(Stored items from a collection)
# # # # # # #

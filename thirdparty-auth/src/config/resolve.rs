//! Selecting the one client configuration a flow runs with.

use super::types::{ProviderClientConfig, ProviderConfig};
use crate::error::{config_error, ConfigErrorKind, Error};

/// Pick the client for `client_type` and merge it with the provider settings.
///
/// Without a client type the provider must have exactly one client.
pub fn select_client(
    config: &ProviderConfig,
    client_type: Option<&str>,
) -> Result<ProviderClientConfig, Error> {
    let client = match client_type {
        None => match config.clients.as_slice() {
            [only] => only,
            _ => {
                return Err(config_error(
                    ConfigErrorKind::AmbiguousClient,
                    "please provide exactly one client config or pass clientType or tenantId",
                ))
            }
        },
        Some(client_type) => config
            .clients
            .iter()
            .find(|client| client.client_type == client_type)
            .ok_or_else(|| {
                config_error(
                    ConfigErrorKind::ClientNotFound,
                    &format!("Could not find client config for clientType: {}", client_type),
                )
            })?,
    };

    Ok(ProviderClientConfig::from_parts(config, client))
}

#[cfg(test)]
mod tests {
    use super::*;
    use crate::config::types::ClientConfig;
    use crate::error::ErrorKind;

    fn client(client_type: &str, client_id: &str) -> ClientConfig {
        ClientConfig {
            client_type: client_type.to_string(),
            client_id: client_id.to_string(),
            ..Default::default()
        }
    }

    fn provider(clients: Vec<ClientConfig>) -> ProviderConfig {
        ProviderConfig {
            third_party_id: "google".to_string(),
            clients,
            ..Default::default()
        }
    }

    #[test]
    fn test_single_client_without_client_type() {
        let resolved = select_client(&provider(vec![client("", "only")]), None).unwrap();
        assert_eq!(resolved.client_id, "only");
    }

    #[test]
    fn test_multiple_clients_without_client_type_is_ambiguous() {
        let config = provider(vec![client("web", "w"), client("ios", "i")]);

        let err = select_client(&config, None).unwrap_err();

        assert_eq!(err.error_kind, ErrorKind::Config(ConfigErrorKind::AmbiguousClient));
        assert!(err
            .to_string()
            .contains("please provide exactly one client config or pass clientType or tenantId"));
    }

    #[test]
    fn test_no_clients_without_client_type_is_ambiguous() {
        let err = select_client(&provider(vec![]), None).unwrap_err();
        assert_eq!(err.error_kind, ErrorKind::Config(ConfigErrorKind::AmbiguousClient));
    }

    #[test]
    fn test_select_by_client_type() {
        let config = provider(vec![client("web", "w"), client("ios", "i")]);
        assert_eq!(select_client(&config, Some("ios")).unwrap().client_id, "i");
    }

    #[test]
    fn test_unknown_client_type() {
        let config = provider(vec![client("web", "w")]);

        let err = select_client(&config, Some("android")).unwrap_err();

        assert_eq!(err.error_kind, ErrorKind::Config(ConfigErrorKind::ClientNotFound));
        assert!(err
            .to_string()
            .contains("Could not find client config for clientType: android"));
    }
}
impl EngineContext {
    pub fn new(http: HttpClient) -> Self {
        let jwks = Arc::new(JwksCache::new(http.clone()));
        Self { http, jwks }
    }

    /// Use an existing JWKS cache, e.g. one shared between engines or with a custom TTL.
    pub fn with_jwks_cache(mut self, jwks: Arc<JwksCache>) -> Self {
        self.jwks = jwks;
        self
    }
}

/// Hooks implementing plain OAuth2 plus OIDC for `config`.
pub fn generic_hooks(config: ProviderConfig, ctx: EngineContext) -> ProviderHooks {
    let config = Arc::new(config);

    let exchange_ctx = ctx.clone();
    let user_info_ctx = ctx;

    ProviderHooks {
        get_config_for_client_type: Arc::new(move |client_type: Option<String>| {
            future::ready(select_client(&config, client_type.as_deref())).boxed()
        }),
        get_authorisation_redirect_url: Arc::new(
            |config: ProviderClientConfig, redirect_uri: String| {
                future::ready(build_authorisation_redirect(&config, &redirect_uri)).boxed()
            },
        ),
        exchange_auth_code_for_oauth_tokens: Arc::new(
            move |config: ProviderClientConfig, redirect_uri_info: RedirectUriInfo| {
                let http = exchange_ctx.http.clone();
                async move { exchange_code(&http, &config, &redirect_uri_info).await }.boxed()
            },
        ),
        get_user_info: Arc::new(move |config: ProviderClientConfig, tokens: OAuthTokens| {
            let ctx = user_info_ctx.clone();
            async move { resolve_user_info(&ctx, &config, &tokens).await }.boxed()
        }),
    }
}

/// Build the URL the browser is sent to for the first leg.
///
/// PKCE is added when the client has no secret or forces it. Configured query
/// params are applied after the computed ones. Development client ids are
/// routed through the relay with the real client id and endpoint. With no
/// authorization endpoint configured the result is the query string alone.
pub fn build_authorisation_redirect(
    config: &ProviderClientConfig,
    redirect_uri_on_provider_dashboard: &str,
) -> Result<AuthorisationRedirect, Error> {
    let mut params = Params::new();
    if !config.scope.is_empty() {
        params.insert("scope".to_string(), config.scope.join(" "));
    }
    params.insert("client_id".to_string(), config.client_id.clone());
    params.insert(
        "redirect_uri".to_string(),
        redirect_uri_on_provider_dashboard.to_string(),
    );
    params.insert("response_type".to_string(), "code".to_string());

    let pkce_code_verifier = if config.uses_pkce() {
        let (challenge, verifier) = generate_s256(DEFAULT_VERIFIER_LENGTH)?;
        params.insert("code_challenge".to_string(), challenge.as_str().to_string());
        params.insert("code_challenge_method".to_string(), "S256".to_string());
        Some(verifier.into_string())
    } else {
        None
    };

    apply_overrides(&mut params, &config.authorization_endpoint_query_params);

    let mut base = config.authorization_endpoint.as_str();
    if is_dev_client_id(&config.client_id) {
        debug!("Routing {} authorisation through the dev relay", config.third_party_id);
        params.insert(
            "client_id".to_string(),
            actual_client_id(&config.client_id).to_string(),
        );
        params.insert(
            ACTUAL_REDIRECT_URI_PARAM.to_string(),
            config.authorization_endpoint.clone(),
        );
        base = DEV_OAUTH_AUTHORIZATION_URL;
    }

    // Without an endpoint the caller gets the bare query to append itself
    let url_with_query_params = if base.is_empty() {
        let query = form_urlencoded::Serializer::new(String::new())
            .extend_pairs(&params)
            .finish();
        format!("?{}", query)
    } else {
        Url::parse_with_params(base, &params)?.to_string()
    };
    Ok(AuthorisationRedirect {
        url_with_query_params,
        pkce_code_verifier,
    })
}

# # # # # # #

▸ About this task
Take the lines above from the one containing "let http = exchange_ctx.http.clone();" to the one containing "endpoint. With no" and retype them exactly, both ends included, with nothing added.

▸ Task answer
                let http = exchange_ctx.http.clone();
                async move { exchange_code(&http, &config, &redirect_uri_info).await }.boxed()
            },
        ),
        get_user_info: Arc::new(move |config: ProviderClientConfig, tokens: OAuthTokens| {
            let ctx = user_info_ctx.clone();
            async move { resolve_user_info(&ctx, &config, &tokens).await }.boxed()
        }),
    }
}

/// Build the URL the browser is sent to for the first leg.
///
/// PKCE is added when the client has no secret or forces it. Configured query
/// params are applied after the computed ones. Development client ids are
/// routed through the relay with the real client id and endpoint. With no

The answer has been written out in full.